Nanny 101: Creating a Successful Play Date
By: Greta Schraer
Welcome back, nannies, today’s class should be a fun one. As nannies we are lucky, we love children and we spend a great amount of time playing with kids in the best of places. Often I have thought, “this is my job!?” While not every moment is filled with play, we are offered the flexibility to create fun days with our kids. There are many reasons to create play dates – adult interaction, developing child relationships and their learning about social interaction, and even to experience new things. Today we are going to talk about some elements of a successful play date!
Lesson 1 – Keep in Schedule
I believe that routines and structure provide children with the basics for happiness. Eating and sleeping are priorities, and nannies and families who can recognize that, will have greater success in all the challenges a day has to offer. It is important to make sure that play dates fall in the prime time, scheduled around the regular nap and meal times, especially for young children. Sometimes it may be tempting to stay too long just because you’re having fun, but I believe these regular necessities are the priority.
Example: Nanny Joann is excited to finally get out of the house with the 2 year old twins. She just recently got permission to drive the children and has planned their first play date. Around 11:00 a.m. they meet another twin nanny of kids from the local multiples club. They enjoy the indoor play gym and freedom of being out and about. As Nanny Joann leaves at 12:30, she notices that she has already missed the twins 12:00 lunch time. She figures a half hour won’t affect them too much, until the both fall asleep on the 25 minute car ride home. Turns out the kids didn’t nap, were grouchy and didn’t eat a great lunch. The day was rough from there on out, and the parents began to wonder if they were too young to head out on play dates.
Lesson 2 – Choose Wisely
Think specifically when you plan a play date. It should always be safe, fun, age appropriate, and comfortable for all those involved. If you are just starting out, stick with just one other family to keep things simple. Be leery of trying something that is brand new to the children or you; familiarity will bring ease to the whole experience. I am a huge fan of close-to-home parks and simple picnics. In the winter, think about sticking with your kid’s favorite location. As you become more comfortable, you may think of planning a group play dates. Make sure to take into account multiple ages and schedules. As you are planning, be sure to include the children’s parents in your plans. They may feel uncomfortable with certain situations or locations. It is always better to over-communicate beforehand.
Example: Nanny Sadie heads off to meet her nanny friend, Cara at her work place. Their kids are both just 3 years old and the nannies are excited about getting the kids together. The early summer weather seemed the perfect time for some backyard play and picnic snack. The day was fun, safe, and easy, and Cara and Sadie were excited about the young little friendship that they had formed. Later that day dad relieved Sadie and asked about the day. First thing the next morning, both parents sat Nanny Sadie down and asked for more specific communication regarding play dates. While Sadie had told mom she was meeting a friend, she did not share that it was at another families’ house. The parents were worried about liability in case of an accident. They next time the would want to talk with that family before Sadie took their child to a house.

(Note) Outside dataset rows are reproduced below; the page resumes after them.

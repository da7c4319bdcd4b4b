//! GitLab wire shapes and taskflow's issue model

use chrono::{DateTime, Utc};
use serde::{Deserialize, Serialize};

/// Issue state as reported by GitLab
#[derive(Debug, Clone, PartialEq, Eq, Serialize, Deserialize)]
#[serde(rename_all = "lowercase")]
pub enum IssueState {
    Opened,
    Closed,
    /// States newer GitLab versions may add
    #[serde(other)]
    Other,
}

/// User reference embedded in issues and notes
#[derive(Debug, Clone, PartialEq, Serialize, Deserialize)]
pub struct GitlabUser {
    pub id: u64,
    pub username: String,
    #[serde(default)]
    pub name: String,
    #[serde(default)]
    pub avatar_url: Option<String>,
    #[serde(default)]
    pub web_url: Option<String>,
}

#[derive(Debug, Clone, PartialEq, Serialize, Deserialize)]
pub struct GitlabMilestone {
    pub id: u64,
    pub title: String,
    #[serde(default)]
    pub due_date: Option<String>,
}

/// Issue as returned by `GET /projects/:id/issues`
#[derive(Debug, Clone, Deserialize)]
pub struct GitlabOriginalIssue {
    pub id: u64,
    pub iid: u64,
    pub title: String,
    #[serde(default)]
    pub description: Option<String>,
    pub state: IssueState,
    pub web_url: String,
    #[serde(default)]
    pub author: Option<GitlabUser>,
    #[serde(default)]
    pub assignee: Option<GitlabUser>,
    #[serde(default)]
    pub labels: Vec<String>,
    #[serde(default)]
    pub milestone: Option<GitlabMilestone>,
    #[serde(default)]
    pub user_notes_count: usize,
    pub created_at: DateTime<Utc>,
    pub updated_at: DateTime<Utc>,
    #[serde(default)]
    pub closed_at: Option<DateTime<Utc>>,
}

/// Note as returned by `GET /projects/:id/issues/:iid/notes`
#[derive(Debug, Clone, PartialEq, Serialize, Deserialize)]
pub struct GitlabComment {
    pub id: u64,
    pub body: String,
    #[serde(default)]
    pub author: Option<GitlabUser>,
    pub created_at: DateTime<Utc>,
    #[serde(default)]
    pub updated_at: Option<DateTime<Utc>>,
    /// Set for notes GitLab generates itself (label changes, ...)
    #[serde(default)]
    pub system: bool,
    #[serde(default)]
    pub noteable_iid: Option<u64>,
}

/// taskflow's view of a GitLab issue
#[derive(Debug, Clone, PartialEq, Serialize, Deserialize)]
pub struct GitlabIssue {
    /// Project-scoped issue number (`iid`); the notes endpoint is addressed
    /// by this value
    pub id: u64,
    /// Instance-wide issue id
    pub global_id: u64,
    pub number: u64,
    pub title: String,
    pub body: String,
    pub state: IssueState,
    pub html_url: String,
    pub user: Option<GitlabUser>,
    pub assignee: Option<GitlabUser>,
    pub labels: Vec<String>,
    pub milestone: Option<GitlabMilestone>,
    pub created_at: DateTime<Utc>,
    pub updated_at: DateTime<Utc>,
    pub closed_at: Option<DateTime<Utc>>,
    pub comments_nr: usize,
    pub comments: Vec<GitlabComment>,
    pub was_updated: bool,
}

impl From<GitlabOriginalIssue> for GitlabIssue {
    fn from(issue: GitlabOriginalIssue) -> Self {
        GitlabIssue {
            id: issue.iid,
            global_id: issue.id,
            number: issue.iid,
            title: issue.title,
            body: issue.description.unwrap_or_default(),
            state: issue.state,
            html_url: issue.web_url,
            user: issue.author,
            assignee: issue.assignee,
            labels: issue.labels,
            milestone: issue.milestone,
            created_at: issue.created_at,
            updated_at: issue.updated_at,
            closed_at: issue.closed_at,
            comments_nr: issue.user_notes_count,
            comments: vec![],
            was_updated: false,
        }
    }
}

impl GitlabIssue {
    /// New value with `comments` attached and the count updated
    pub fn with_comments(self, comments: Vec<GitlabComment>) -> Self {
        GitlabIssue {
            comments_nr: comments.len(),
            comments,
            ..self
        }
    }
}

/// Issue provider a search result came from
#[derive(Debug, Clone, Copy, PartialEq, Eq, Serialize, Deserialize)]
#[serde(rename_all = "UPPERCASE")]
pub enum IssueProviderKey {
    Gitlab,
}

/// An issue projected for display in search results
#[derive(Debug, Clone, PartialEq, Serialize, Deserialize)]
pub struct SearchResultItem {
    pub title: String,
    pub issue_type: IssueProviderKey,
    pub issue_data: GitlabIssue,
}

impl From<GitlabIssue> for SearchResultItem {
    fn from(issue: GitlabIssue) -> Self {
        SearchResultItem {
            title: format!("#{} {}", issue.number, issue.title),
            issue_type: IssueProviderKey::Gitlab,
            issue_data: issue,
        }
    }
}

Lesson 3 – Encourage Success
On a child’s first play dates, we have the opportunity to engage children with other children. This is such a great opportunity to teach and model interaction with others. While it is greatly dependent on the age and maturity of each child, think about preparing the child before the play date. I love the take the time in the car to explain what is happening next, what they can expect and what I expect of them. If there are certain rules for that location I may discuss, “the museum has a big parking lot with lots of fast moving cars, so we will all holds hands until we get on the elevator”. Within the play date I may encourage interaction with children, by starting a game. Depending on the situations, play dates can be a great opportunity to learn about sharing food or toys. If you have been the child’s only “friend” to play with, this may be a great time to encourage him to only play with the other child. Children will learn and be challenged by other children too.
Example: Nanny Erica joins her local nanny group at a neighborhood park. She is very excited about meeting other nannies and giving her children opportunities to interact with other kids. The nanny that preceded her was older and didn’t feel comfortable getting out with the kids. She was anxious to see how they would interact with other children. Max was very shy, but blossomed immediately as a girl took his hand and led him to the slide. Harriet was a little more unsure. Nanny Erica began playing space shuttle with her and another girl her age. She began playing, simply, and offered a few story lines for the girls. As both were engaged, Nanny Erica turned to Harriet and said “I am going to go check on Max, but why don’t you be the pilot now, and play together”. The girls continued to play and Nanny Erica was encouraged by these first steps.
Play dates have the possibility to enhance your day with your children – a new context to practice and develop things that you are already working on with your children. What will your next play date be?
1. Think about a time where a play date was not successful, can you link a schedule change that may have influenced it?
2. Where are your kid’s favorite and comfortable places to go. Which of these could be a great play date location?
3. What milestone or development are you hoping your kid(s) will have? How might a play date encourage that to happen?